Bibliotheksservice-Zentrum (BSZ) Baden-Württemberg // Südwestdeutscher Bibliotheksverbund
Rezension aus: Informationsmittel für Bibliotheken (IFB) 3(1995) 2
[ Bestand in K10plus ]
Geschichte der Oper
- 95-2-228
-
Geschichte der Oper / Anna Amalie Abert. - Kassel :
Bärenreiter ; Stuttgart [u.a.] : Metzler, 1994. - 503 S. ;
25 cm. - ISBN 3-7618-1182-9 (Bärenreiter) - ISBN
3-476-01261-1 (Metzler) : DM 78.00
- [2475]
Nicht nur für den Kreis der Fachkollegen, sondern ebenso für eine
"weitere, operninteressierte Leserschaft" (Vorwort, S. 9) hat die
grande dame der deutschen Musikwissenschaft nach eigenen Worten ihre
Operngeschichte geschrieben: ein erzählendes Geschichtswerk, das
unbeirrt Licht und Schatten verteilt, also Urteile spricht, und das
unerschütterlich durch die Jahrhunderte an dem Entwicklungsgedanken
festhält, der die Oper im 19. Jahrhundert ihre Erfüllung in Wagners
Schaffen finden läßt.[1] Das ist nicht originell, aber entspricht der
gängigen Musikgeschichtsschreibung, wie sie die Autorin selbst bereits
Jahrzehnte zuvor in ihrer Einführung in dem der Oper gewidmeten Band
aus der Reihe Das Musikwerk[2] skizziert hatte. Das zeitgenössische
Opernschaffen ist dabei etwas summarisch abgehandelt, deutlich sind
ihre Wertungen hier nicht eigenständig, sondern entlehnt. Aberts
häufig zitierte Autorität in Fragen der Moderne ist Hans Heinz
Stuckenschmidt, Autor zahlreicher Veröffentlichungen zur Musik des 20.
Jahrhunderts. Sie ordnet ihr Material nach nationalen und
gattungstypischen Schwerpunkten, also: Die Oper in Italien (dort u.a.

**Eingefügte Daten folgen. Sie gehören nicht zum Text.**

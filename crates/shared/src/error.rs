//! Errors reported by external collaborator stores.

use serde::Serialize;
use thiserror::Error;

/// Result type alias using `StoreError`.
pub type StoreResult<T> = Result<T, StoreError>;

/// Failure of a goal, savings, ledger, or report store call.
#[derive(Debug, Clone, PartialEq, Eq, Error, Serialize)]
#[serde(tag = "kind", content = "detail", rename_all = "snake_case")]
pub enum StoreError {
    /// The store could not be reached.
    #[error("Store unavailable: {0}")]
    Unavailable(String),

    /// The call did not complete in time.
    #[error("Store call timed out: {0}")]
    Timeout(String),

    /// The store refused the write.
    #[error("Store rejected the write: {0}")]
    Rejected(String),

    /// The referenced record does not exist.
    #[error("Not found: {0}")]
    NotFound(String),
}

impl StoreError {
    /// Returns a stable code for host applications.
    #[must_use]
    pub const fn code(&self) -> &'static str {
        match self {
            Self::Unavailable(_) => "STORE_UNAVAILABLE",
            Self::Timeout(_) => "STORE_TIMEOUT",
            Self::Rejected(_) => "STORE_REJECTED",
            Self::NotFound(_) => "NOT_FOUND",
        }
    }

    /// Returns true if retrying the same call may succeed.
    #[must_use]
    pub const fn is_transient(&self) -> bool {
        matches!(self, Self::Unavailable(_) | Self::Timeout(_))
    }
}
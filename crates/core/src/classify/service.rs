//! Scenario classification.

use serde::{Deserialize, Serialize};
use weekclose_shared::Money;

use super::scenario::Scenario;
use crate::error::ReconcileError;
use crate::snapshot::{WeekFigures, WeekSnapshot};

/// Scenario plus the derived deficit/surplus figures.
#[derive(Debug, Clone, Copy, PartialEq, Eq, Serialize, Deserialize)]
pub struct ClassificationResult {
    /// Selected scenario.
    pub scenario: Scenario,
    /// `max(0, spent_on_budgets - total_budgeted)`.
    pub budget_overspend: Money,
    /// `income - total_budgeted`; negative when over-budgeted.
    pub weekly_limit: Money,
    /// Weekly limit reduced by the budget overspend, floored at zero.
    pub effective_weekly_limit: Money,
    /// Discretionary spend above the effective limit.
    pub discretionary_overspend: Money,
    /// Signed remainder for the week; negative means deficit.
    pub base_left_to_spend: Money,
    /// `max(0, -base_left_to_spend)`.
    pub total_deficit: Money,
}

impl ClassificationResult {
    /// Positive part of the base left-to-spend.
    #[must_use]
    pub fn surplus(&self) -> Money {
        self.base_left_to_spend.non_negative()
    }

    /// True if the week ended below zero.
    #[must_use]
    pub fn has_deficit(&self) -> bool {
        self.total_deficit.is_positive()
    }
}

/// Classifies a week snapshot.
pub struct ScenarioClassifier;

impl ScenarioClassifier {
    /// Validates the snapshot and classifies it.
    ///
    /// # Errors
    ///
    /// Returns `ReconcileError::InvalidSnapshot` for negative or oversized amounts.
    pub fn classify(snapshot: &WeekSnapshot) -> Result<ClassificationResult, ReconcileError> {
        snapshot.validate()?;
        Ok(Self::classify_figures(&snapshot.figures()))
    }

    /// Classifies already-validated figures.
    ///
    /// Amounts must lie in `0..=Money::MAX_INPUT`; `classify` checks this.
    ///
    /// Scenario selection is first-match:
    /// 1. no overspend at all: `OnTrack`
    /// 2. budget overspend ate the whole allowance: `BudgetOverspendExhausted`
    /// 3. budget and discretionary overspend: `BudgetAndDiscretionaryOverspend`
    /// 4. budget overspend only: `BudgetOverspend`
    /// 5. discretionary overspend only: `DiscretionaryOverspendOnly`
    #[must_use]
    pub fn classify_figures(figures: &WeekFigures) -> ClassificationResult {
        let budget_overspend = (figures.spent_on_budgets - figures.total_budgeted).non_negative();
        let weekly_limit = figures.income - figures.total_budgeted;
        let effective_weekly_limit = (weekly_limit - budget_overspend).non_negative();
        let discretionary_overspend =
            (figures.discretionary_spent - effective_weekly_limit).non_negative();
        let base_left_to_spend = figures.income
            - figures.total_budgeted
            - budget_overspend
            - figures.discretionary_spent;
        let total_deficit = (-base_left_to_spend).non_negative();

        let scenario = if budget_overspend.is_zero() && discretionary_overspend.is_zero() {
            Scenario::OnTrack
        } else if budget_overspend.is_positive() && effective_weekly_limit.is_zero() {
            Scenario::BudgetOverspendExhausted
        } else if budget_overspend.is_positive() && discretionary_overspend.is_positive() {
            Scenario::BudgetAndDiscretionaryOverspend
        } else if budget_overspend.is_positive() {
            Scenario::BudgetOverspend
        } else {
            Scenario::DiscretionaryOverspendOnly
        };

        ClassificationResult {
            scenario,
            budget_overspend,
            weekly_limit,
            effective_weekly_limit,
            discretionary_overspend,
            base_left_to_spend,
            total_deficit,
        }
    }
}
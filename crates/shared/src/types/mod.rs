//! Common types used across the workspace.

pub mod id;
pub mod money;

pub use id::*;
pub use money::{Money, MoneyError};
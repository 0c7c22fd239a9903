//! In-process fakes for the store traits, with per-call fault injection.

use std::collections::HashMap;
use std::sync::Mutex;

use weekclose_shared::{GoalId, Money, StoreError, StoreResult};

use crate::ports::{
    GoalStore, LedgerEntry, ReportStore, SavingsBalanceStore, TransactionLedger,
};
use crate::recovery::RecoveryDebt;
use crate::report::WeekReport;
use crate::snapshot::SavingsGoalRef;

#[derive(Debug, Clone, Copy, PartialEq, Eq, Hash)]
pub(crate) enum Op {
    ListGoals,
    ListDebt,
    AddContribution,
    UpsertDebt,
    GetBalance,
    Deposit,
    Withdraw,
    InsertLedger,
    UpsertReport,
    RecentReports,
}

#[derive(Default)]
pub(crate) struct FakeState {
    pub goals: Vec<SavingsGoalRef>,
    pub debt: Option<RecoveryDebt>,
    pub balance: Money,
    /// Balance the cushion drops to right before a withdrawal, simulating a concurrent writer.
    pub balance_before_withdraw: Option<Money>,
    pub ledger: Vec<LedgerEntry>,
    pub reports: Vec<WeekReport>,
    pub calls: Vec<Op>,
    pub faults: HashMap<Op, StoreError>,
}

/// One object standing in for all four stores.
#[derive(Default)]
pub(crate) struct FakeStores {
    state: Mutex<FakeState>,
}

impl FakeStores {
    pub fn new(goals: Vec<SavingsGoalRef>, debt: Option<RecoveryDebt>, balance: Money) -> Self {
        Self {
            state: Mutex::new(FakeState {
                goals,
                debt,
                balance,
                ..FakeState::default()
            }),
        }
    }

    pub fn fail(&self, op: Op, error: StoreError) {
        self.state.lock().unwrap().faults.insert(op, error);
    }

    pub fn with<T>(&self, f: impl FnOnce(&mut FakeState) -> T) -> T {
        f(&mut self.state.lock().unwrap())
    }

    fn enter(&self, op: Op) -> StoreResult<std::sync::MutexGuard<'_, FakeState>> {
        let mut state = self.state.lock().unwrap();
        state.calls.push(op);
        match state.faults.get(&op) {
            Some(error) => Err(error.clone()),
            None => Ok(state),
        }
    }
}

impl GoalStore for FakeStores {
    async fn list_active_savings_goals(&self) -> StoreResult<Vec<SavingsGoalRef>> {
        Ok(self.enter(Op::ListGoals)?.goals.clone())
    }

    async fn list_active_recovery_debt(&self) -> StoreResult<Option<RecoveryDebt>> {
        Ok(self.enter(Op::ListDebt)?.debt.clone())
    }

    async fn add_contribution(&self, goal_id: GoalId, amount: Money) -> StoreResult<Money> {
        let mut state = self.enter(Op::AddContribution)?;
        if let Some(debt) = state.debt.as_mut().filter(|d| d.id == goal_id) {
            return Ok(debt.apply_payment(amount));
        }
        let goal = state
            .goals
            .iter_mut()
            .find(|g| g.id == goal_id)
            .ok_or_else(|| StoreError::NotFound(goal_id.to_string()))?;
        let applied = amount.min(goal.remaining);
        goal.remaining -= applied;
        Ok(applied)
    }

    async fn upsert_recovery_debt(&self, debt: RecoveryDebt) -> StoreResult<()> {
        self.enter(Op::UpsertDebt)?.debt = Some(debt);
        Ok(())
    }
}

impl SavingsBalanceStore for FakeStores {
    async fn get_balance(&self) -> StoreResult<Money> {
        Ok(self.enter(Op::GetBalance)?.balance)
    }

    async fn add(&self, amount: Money) -> StoreResult<Money> {
        let mut state = self.enter(Op::Deposit)?;
        state.balance += amount;
        Ok(state.balance)
    }

    async fn withdraw(&self, amount: Money) -> StoreResult<Money> {
        let mut state = self.enter(Op::Withdraw)?;
        if let Some(raced) = state.balance_before_withdraw.take() {
            state.balance = raced;
        }
        let withdrawn = amount.min(state.balance);
        state.balance -= withdrawn;
        Ok(withdrawn)
    }
}

impl TransactionLedger for FakeStores {
    async fn insert(&self, entry: LedgerEntry) -> StoreResult<()> {
        self.enter(Op::InsertLedger)?.ledger.push(entry);
        Ok(())
    }
}

impl ReportStore for FakeStores {
    async fn upsert(&self, report: WeekReport) -> StoreResult<()> {
        let mut state = self.enter(Op::UpsertReport)?;
        state.reports.retain(|r| r.week_end != report.week_end);
        state.reports.push(report);
        Ok(())
    }

    async fn recent(&self, limit: usize) -> StoreResult<Vec<WeekReport>> {
        let mut reports = self.enter(Op::RecentReports)?.reports.clone();
        reports.sort_by(|a, b| b.week_end.cmp(&a.week_end));
        reports.truncate(limit);
        Ok(reports)
    }
}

die Kapitel: opera seria, opera buffa), Die Oper in Frankreich
(entsprechend: tragédie lyrique, opéra comique, grand opéra, etc.),
Die Oper in Spanien und Portugal, Die Oper in Deutschland, usf. Ein
Hauptkapitel nennt sie Deutsche Kosmopoliten, worunter die Autorin die
Komponisten Händel, Gluck und Mozart in Einzelportraits abhandelt.[3] Je
ein Personen- und Werkregister sowie eine Auswahlbibliographie
beschließen den Band. Zahlreiche Notenbeispiele dienen der
Anschaulichkeit.
Operngeschichten gibt es natürlich zahlreiche. Neben Werner Oehlmanns
sehr ausführlichem und deshalb auch umfangreichem Werk Oper in vier
Jahrhunderten[4] wäre etwa Die Oper von Oskar Bie[5] zu nennen, ein Buch,
das einer anderen als der Abertschen Konzeption folgt: Für Bie besteht
die Musikgeschichte nicht aus Entwicklungszügen, in denen man nach
einer inneren Logik suchen kann, sondern aus einzelnen Werken, die man
in ihrer Besonderheit und Unwiederholbarkeit verstehen muß (Wagners
Musikdrama ist hier nicht die Vollendung der Operngeschichte).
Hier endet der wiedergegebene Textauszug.